In two days we have almost confirmed the prior notion of who will qualify for the quarters from this group A despite a month of matches to go.On the other hand eliminating associates mean that expansion of world cricket may be limited. Canada and SL are the associates from WC 1979 and SL have won WC 1996. I believe at least 2 associates should qualify.12 teams mean 2 groups of 6. Each play 5 games anf if each round is done in 4 days that would be 20 days and if QFs are done on the weekend and SFs are done midweek and final on saturday the tournament could be over in 31 days.

Posted by Dummy4 on (February 22, 2011, 9:00 GMT)

A Dutch win today against England will be very welcome to arrest the clamor for restricting the WC to test playing nations.

Posted by iain on (February 22, 2011, 8:33 GMT)

To say that England 'disgraced' the 2003 World Cup in South Africa is more than a little harsh. As i recall, England comfortable dealt with the Dutch and Namibia, thrashed Pakistan (thanks to the floodlights) and were similarly beaten by India (also largely due to the lights), before losing a thriller against Australia by 2 wickets thanks to Andy Bichel having the match of his career. All this against the farcical Zimabawe situation, where England were forced to forfeit the match for political and safety reasons. A victory against either Australia or Zimbabwe would have left England only needing to beat Kenya to earn a semi-final spot. As this was under lights, they would potentially have been a toss of a coin away from the final. In no way did England bring any 'disgrace' upon that competition and nor were they makeweights.
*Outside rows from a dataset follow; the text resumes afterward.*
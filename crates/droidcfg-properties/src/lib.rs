//! Tolerant `local.properties` loading and memoized property lookup.
//!
//! The properties file is an optional, machine-local input (SDK paths and
//! similar). Loading it never fails: a missing file is an empty map and
//! malformed lines are skipped. Individual values are read through
//! [`LazyValue`] so the store is consulted at most once per value.

mod lazy;
mod store;

pub use lazy::{AbsentProperty, LazyProperty, LazyState, LazyValue};
pub use store::{parse, parse_line, PropertyMap, PropertySource, PropertyStore};

/// Key written by the Flutter tool pointing at the SDK checkout.
pub const FLUTTER_SDK_KEY: &str = "flutter.sdk";
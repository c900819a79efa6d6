//! Configuration merge logic
//!
//! Field-wise layering over `BuildConfigOverride`:
//! - Set fields in the upper layer win
//! - Unset fields fall through to the layer below

use super::build_config::{BuildConfig, BuildConfigOverride};

/// Merge two layers; `upper` takes precedence field by field.
pub fn merge_overrides(lower: BuildConfigOverride, upper: BuildConfigOverride) -> BuildConfigOverride {
    BuildConfigOverride {
        namespace: upper.namespace.or(lower.namespace),
        application_id: upper.application_id.or(lower.application_id),
        min_sdk: upper.min_sdk.or(lower.min_sdk),
        target_sdk: upper.target_sdk.or(lower.target_sdk),
        compile_sdk: upper.compile_sdk.or(lower.compile_sdk),
        version_code: upper.version_code.or(lower.version_code),
        version_name: upper.version_name.or(lower.version_name),
        signing_config: upper.signing_config.or(lower.signing_config),
    }
}

/// Merge multiple layers in order (first is base, last has highest precedence)
pub fn merge_layers(layers: Vec<BuildConfigOverride>) -> BuildConfigOverride {
    layers
        .into_iter()
        .fold(BuildConfigOverride::default(), merge_overrides)
}

/// Apply a variant override on top of a complete config.
///
/// Signing is inherited like any other field here; the debug fallback is
/// applied by the variant assembler.
pub fn apply_override(base: &BuildConfig, overlay: &BuildConfigOverride) -> BuildConfig {
    BuildConfig {
        namespace: overlay.namespace.clone().unwrap_or_else(|| base.namespace.clone()),
        application_id: overlay
            .application_id
            .clone()
            .unwrap_or_else(|| base.application_id.clone()),
        min_sdk: overlay.min_sdk.unwrap_or(base.min_sdk),
        target_sdk: overlay.target_sdk.unwrap_or(base.target_sdk),
        compile_sdk: overlay.compile_sdk.unwrap_or(base.compile_sdk),
        version_code: overlay.version_code.unwrap_or(base.version_code),
        version_name: overlay
            .version_name
            .clone()
            .unwrap_or_else(|| base.version_name.clone()),
        signing_config: overlay
            .signing_config
            .clone()
            .or_else(|| base.signing_config.clone()),
    }
}
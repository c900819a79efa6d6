//! Dependency notation parsing
//!
//! Supports Maven `group:artifact:version` strings and the Kotlin module
//! shorthand (`kotlin("stdlib-jdk7")`).

use super::{Dependency, DependencyScope};

/// Group of the Kotlin standard modules
const KOTLIN_GROUP: &str = "org.jetbrains.kotlin";

/// Notation errors
#[derive(Debug, Clone, PartialEq, Eq, thiserror::Error)]
pub enum NotationError {
    #[error("invalid dependency notation '{0}': expected group:artifact:version")]
    Malformed(String),

    #[error("kotlin module '{0}' needs a Kotlin version ([kotlin].version)")]
    MissingKotlinVersion(String),
}

/// Parse `group:artifact:version`
pub fn parse_notation(notation: &str, scope: DependencyScope) -> Result<Dependency, NotationError> {
    let parts: Vec<&str> = notation.trim().split(':').map(str::trim).collect();
    match parts.as_slice() {
        [group, artifact, version]
            if !group.is_empty() && !artifact.is_empty() && !version.is_empty() =>
        {
            Ok(Dependency::new(format!("{}:{}", group, artifact), *version, scope))
        }
        _ => Err(NotationError::Malformed(notation.to_string())),
    }
}

/// Expand a Kotlin module shorthand, e.g. `stdlib-jdk7` ->
/// `org.jetbrains.kotlin:kotlin-stdlib-jdk7`
pub fn kotlin_module(
    module: &str,
    version: Option<&str>,
    scope: DependencyScope,
) -> Result<Dependency, NotationError> {
    let module = module.trim();
    if module.is_empty() {
        return Err(NotationError::Malformed(module.to_string()));
    }
    let version = version.ok_or_else(|| NotationError::MissingKotlinVersion(module.to_string()))?;

    Ok(Dependency::new(
        format!("{}:kotlin-{}", KOTLIN_GROUP, module),
        version,
        scope,
    ))
}

#[cfg(test)]
mod tests {
    use super::*;

    #[test]
    fn test_parse_notation() {
        let dep = parse_notation(
            "com.android.tools:desugar_jdk_libs:2.0.4",
            DependencyScope::CoreLibraryDesugaring,
        )
        .unwrap();
        assert_eq!(dep.name, "com.android.tools:desugar_jdk_libs");
        assert_eq!(dep.version, "2.0.4");
        assert_eq!(dep.scope, DependencyScope::CoreLibraryDesugaring);
    }

    #[test]
    fn test_parse_notation_rejects_malformed() {
        for bad in ["", "a:b", "a::1.0", ":b:1.0", "a:b:", "a:b:c:d"] {
            assert!(
                parse_notation(bad, DependencyScope::Implementation).is_err(),
                "expected '{}' to be rejected",
                bad
            );
        }
    }

    #[test]
    fn test_kotlin_module() {
        let dep = kotlin_module("stdlib-jdk7", Some("1.9.22"), DependencyScope::Implementation).unwrap();
        assert_eq!(dep.name, "org.jetbrains.kotlin:kotlin-stdlib-jdk7");
        assert_eq!(dep.version, "1.9.22");
    }

    #[test]
    fn test_kotlin_module_without_version() {
        let err = kotlin_module("stdlib-jdk7", None, DependencyScope::Implementation).unwrap_err();
        assert_eq!(err, NotationError::MissingKotlinVersion("stdlib-jdk7".to_string()));
    }
}
//! Configuration layering
//!
//! Build config values are merged from three layers, lowest first:
//! 1. Built-in defaults
//! 2. Manifest (`[android]` and `[android.default_config]`)
//! 3. CLI flags (`--build-number`, `--build-name`)
//!
//! Variant overrides are applied on top of the merged result by
//! [`crate::variant::VariantAssembler`].

mod build_config;
mod defaults;
mod merge;
mod options;

pub use build_config::{BuildConfig, BuildConfigOverride, CliOverrides, ConfigError};
pub use defaults::BuiltinDefaults;
pub use merge::{apply_override, merge_layers, merge_overrides};
pub use options::{
    jvm_targets_match, CompileOptions, CompileOptionsDecl, KotlinOptions, KotlinOptionsDecl,
};
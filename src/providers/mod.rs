pub mod coinbase;
pub mod coingecko;
pub mod fallback;
pub mod util;

pub use coinbase::CoinbaseProvider;
pub use coingecko::CoinGeckoProvider;
pub use fallback::FallbackProvider;
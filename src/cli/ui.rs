use comfy_table::modifiers::UTF8_ROUND_CORNERS;
use comfy_table::presets::UTF8_FULL;
use comfy_table::{Attribute, Cell, CellAlignment, Color, ContentArrangement, Table};
use console::style;
use indicatif::{ProgressBar, ProgressStyle};
use std::time::Duration;

/// Width of the rendered gauge in characters.
pub const GAUGE_WIDTH: usize = 28;

/// Defines different styles for text elements.
pub enum StyleType {
    Subtle,
    Link,
}

/// Applies a consistent style to a string.
pub fn style_text(text: &str, style_type: StyleType) -> String {
    let styled = match style_type {
        StyleType::Subtle => style(text).dim(),
        StyleType::Link => style(text).cyan().underlined(),
    };
    styled.to_string()
}

/// Creates a new `comfy_table::Table` with standard styling.
pub fn new_styled_table() -> Table {
    let mut table = Table::new();
    table
        .load_preset(UTF8_FULL)
        .apply_modifier(UTF8_ROUND_CORNERS)
        .set_content_arrangement(ContentArrangement::Dynamic);
    table
}

/// Creates a styled header cell for a table.
pub fn header_cell(text: &str) -> Cell {
    Cell::new(text)
        .fg(Color::Cyan)
        .add_attribute(Attribute::Bold)
}

pub fn label_cell(text: &str) -> Cell {
    Cell::new(text).fg(Color::DarkGrey)
}

pub fn value_cell(text: String) -> Cell {
    Cell::new(text)
        .add_attribute(Attribute::Bold)
        .set_alignment(CellAlignment::Right)
}

/// Parses a `#rrggbb` color into a table color, white if malformed.
pub fn hex_color(hex: &str) -> Color {
    let parse = |range: std::ops::Range<usize>| {
        hex.trim_start_matches('#')
            .get(range)
            .and_then(|h| u8::from_str_radix(h, 16).ok())
    };
    match (parse(0..2), parse(2..4), parse(4..6)) {
        (Some(r), Some(g), Some(b)) => Color::Rgb { r, g, b },
        _ => Color::White,
    }
}

/// Green when the market is up.
pub fn change_cell(text: String, change: f64) -> Cell {
    let color = if change >= 0.0 {
        Color::Green
    } else {
        Color::Red
    };
    Cell::new(text).fg(color).set_alignment(CellAlignment::Right)
}

/// Red when trading above the model, green below it.
pub fn deviation_cell(text: String, deviation: f64) -> Cell {
    let color = if deviation >= 0.0 {
        Color::Red
    } else {
        Color::Green
    };
    Cell::new(text)
        .fg(color)
        .add_attribute(Attribute::Bold)
        .set_alignment(CellAlignment::Right)
}

/// Segment widths of the gauge and the index of the marker.
#[derive(Debug, PartialEq, Eq)]
pub struct GaugeLayout {
    pub green: usize,
    pub blue: usize,
    pub red: usize,
    pub marker: usize,
}

pub fn gauge_layout(position: f64, width: usize) -> GaugeLayout {
    let green = (width as f64 * 0.33).round() as usize;
    let blue = (width as f64 * 0.34).round() as usize;
    let red = width.saturating_sub(green + blue);
    let marker = (position.clamp(0.0, 1.0) * (width.saturating_sub(1)) as f64).round() as usize;
    GaugeLayout {
        green,
        blue,
        red,
        marker,
    }
}

/// Renders the gauge as a colored bar with a marker at `position`.
pub fn gauge_bar(position: f64, width: usize) -> String {
    let layout = gauge_layout(position, width);
    (0..width)
        .map(|i| {
            if i == layout.marker {
                return style("●").white().bold().to_string();
            }
            let segment = style("━");
            if i < layout.green {
                segment.green().to_string()
            } else if i < layout.green + layout.blue {
                segment.blue().to_string()
            } else {
                segment.red().to_string()
            }
        })
        .collect()
}

/// Creates a spinner shown while quotes are fetched.
pub fn new_spinner(message: &str) -> ProgressBar {
    let pb = ProgressBar::new_spinner();
    if let Ok(spinner_style) = ProgressStyle::default_spinner().template("{spinner:.green} {msg}") {
        pb.set_style(spinner_style);
    }
    pb.set_message(message.to_string());
    pb.enable_steady_tick(Duration::from_millis(100));
    pb
}
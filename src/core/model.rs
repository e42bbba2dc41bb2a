//! Power-law trend model and the time base it is evaluated on.

use chrono::{DateTime, Utc};
use serde::{Deserialize, Serialize};

const MILLIS_PER_DAY: f64 = 24.0 * 60.0 * 60.0 * 1000.0;

/// Regression constants of one log-log power-law curve:
/// `log10(price) = coefficient_a + coefficient_b * log10(days)`.
#[derive(Debug, Clone, Copy, PartialEq, Serialize, Deserialize)]
pub struct ModelParameters {
    pub coefficient_a: f64,
    pub coefficient_b: f64,
}

impl ModelParameters {
    pub const fn new(coefficient_a: f64, coefficient_b: f64) -> Self {
        Self {
            coefficient_a,
            coefficient_b,
        }
    }

    pub fn is_finite(&self) -> bool {
        self.coefficient_a.is_finite() && self.coefficient_b.is_finite()
    }
}

/// Days elapsed between `genesis` and `now`.
///
/// `now` must be after `genesis`; the result is not meaningful otherwise.
pub fn elapsed_days(now: DateTime<Utc>, genesis: DateTime<Utc>) -> f64 {
    (now - genesis).num_milliseconds() as f64 / MILLIS_PER_DAY
}

/// Fair value of the modeled relation after `days` days.
pub fn fair_value(days: f64, params: &ModelParameters) -> f64 {
    debug_assert!(days > 0.0, "power-law model is undefined for days <= 0");
    10f64.powf(params.coefficient_a + params.coefficient_b * days.log10())
}
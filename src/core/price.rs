//! Pricing abstractions and core types

use anyhow::{Result, ensure};
use async_trait::async_trait;
use serde::{Deserialize, Serialize};

/// A tradeable asset and the identifiers quote sources know it by.
#[derive(Debug, Clone, PartialEq, Eq, Serialize, Deserialize)]
pub struct Asset {
    /// Ticker used for pair-style quotes, e.g. `BTC` in `BTC-USD`.
    pub symbol: String,
    /// CoinGecko coin id, e.g. `bitcoin`.
    pub coingecko_id: String,
}

#[derive(Debug, Clone, PartialEq, Serialize, Deserialize)]
pub struct PriceQuote {
    pub price: f64,
    /// 24 hour change in percent, if the source reports one.
    pub change_24h: Option<f64>,
    pub source: String,
}

#[async_trait]
pub trait PriceProvider: Send + Sync {
    fn name(&self) -> &str;

    async fn fetch_price(&self, asset: &Asset) -> Result<PriceQuote>;
}

/// Rejects prices the valuation model cannot take.
pub fn validate_price(price: f64, asset: &Asset) -> Result<f64> {
    ensure!(
        price.is_finite() && price > 0.0,
        "Invalid price {} for {}",
        price,
        asset.symbol
    );
    Ok(price)
}
use crate::core::config::AppConfig;
use anyhow::{Context, Result, bail};
use std::fs::{self, OpenOptions};
use std::io::{ErrorKind, Write};
use std::path::Path;
use tracing::info;

const EXAMPLE_CONFIG: &str = include_str!("../../docs/example_config.yaml");

/// Writes the example config to the default location.
pub fn setup() -> Result<()> {
    let path = AppConfig::default_config_path()?;
    setup_at_path(&path)?;
    println!("Created {}", path.display());
    Ok(())
}

/// Writes the example config to `path`, never replacing an existing file.
pub fn setup_at_path(path: &Path) -> Result<()> {
    if let Some(parent) = path.parent() {
        fs::create_dir_all(parent)
            .with_context(|| format!("Failed to create directory: {}", parent.display()))?;
    }

    let mut file = match OpenOptions::new().write(true).create_new(true).open(path) {
        Ok(file) => file,
        Err(e) if e.kind() == ErrorKind::AlreadyExists => {
            bail!("Configuration file already exists at {}", path.display())
        }
        Err(e) => {
            return Err(e)
                .with_context(|| format!("Failed to create config file {}", path.display()));
        }
    };
    file.write_all(EXAMPLE_CONFIG.as_bytes())
        .with_context(|| format!("Failed to write config file {}", path.display()))?;

    info!(path = %path.display(), "Created default configuration");
    Ok(())
}
//! Display formatting for prices, ratios and percentages.

fn currency_prefix(currency: &str) -> String {
    match currency.to_uppercase().as_str() {
        "USD" => "$".to_string(),
        "EUR" => "€".to_string(),
        "GBP" => "£".to_string(),
        other => format!("{other} "),
    }
}

fn group_thousands(value: u64) -> String {
    let digits = value.to_string();
    let mut grouped = String::with_capacity(digits.len() + digits.len() / 3);
    for (i, ch) in digits.chars().enumerate() {
        if i > 0 && (digits.len() - i) % 3 == 0 {
            grouped.push(',');
        }
        grouped.push(ch);
    }
    grouped
}

/// Formats a price: millions with two decimals, thousands rounded and
/// grouped, anything smaller with two decimals.
pub fn format_price(price: f64, currency: &str) -> String {
    let prefix = currency_prefix(currency);
    if price >= 1_000_000.0 {
        format!("{prefix}{:.2}M", price / 1_000_000.0)
    } else if price >= 1_000.0 {
        format!("{prefix}{}", group_thousands(price.round() as u64))
    } else {
        format!("{prefix}{price:.2}")
    }
}

pub fn format_deviation(pct: f64) -> String {
    format!("{pct:+.0}%")
}

pub fn format_change(pct: f64) -> String {
    format!("{pct:+.1}% (24h)")
}

pub fn format_ratio(value: f64) -> String {
    format!("{value:.2}")
}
Couldn't argue too much about many of the others though...

Posted by Rakesh on (February 22, 2011, 7:31 GMT)

If you take opinion of sports loving real cricket fans than no doubt they will vote overwhemingly for atleast 2 Associates in world cup. This criticism of minnows being a mismartched is exposed basically due to wrong scheduling. First of all the cricket wc must be finished at the most within three weeks (21 days) It is not that just matches must be interesting and meaningful but each day must be enriching. Four games per day. I know around boxing days even 3 Test matches go simultaneously. So is the case with upto 3 or 4 onedayers in diff countries. Why and Why such ridiculously one match per day. Minnows can be no problem if 4 matches are played in a day as they would be well covered by more intense matches. Classic example is 1983 wc in England there used to be 4 matches in a single day. So each day will throw some interesting probabilities and WC will be able to keep its tempo all around till the climax(Final). I fully support atleast 2 Associates for cup to be called WC

Posted by Ramkumar on (February 22, 2011, 7:03 GMT)

@indiazen - Cuz a football match ends in 90 Minutes and an ODI needs about 500 minutes or plainly speaking ONE DAY. Hope the zen got his wisdom

Posted by Dan on (February 22, 2011, 6:29 GMT)

Go Nederlands. They may be minnows but they are the most splendidly dressed minnows in the cup. There is some class in their team, especially Ryan ten Doeschate. I hope they pump England. Having teams like the Netherlands, Ireland etc is goog for cricket and good for these teams. They get to play against great teams and can only benefit from the experience.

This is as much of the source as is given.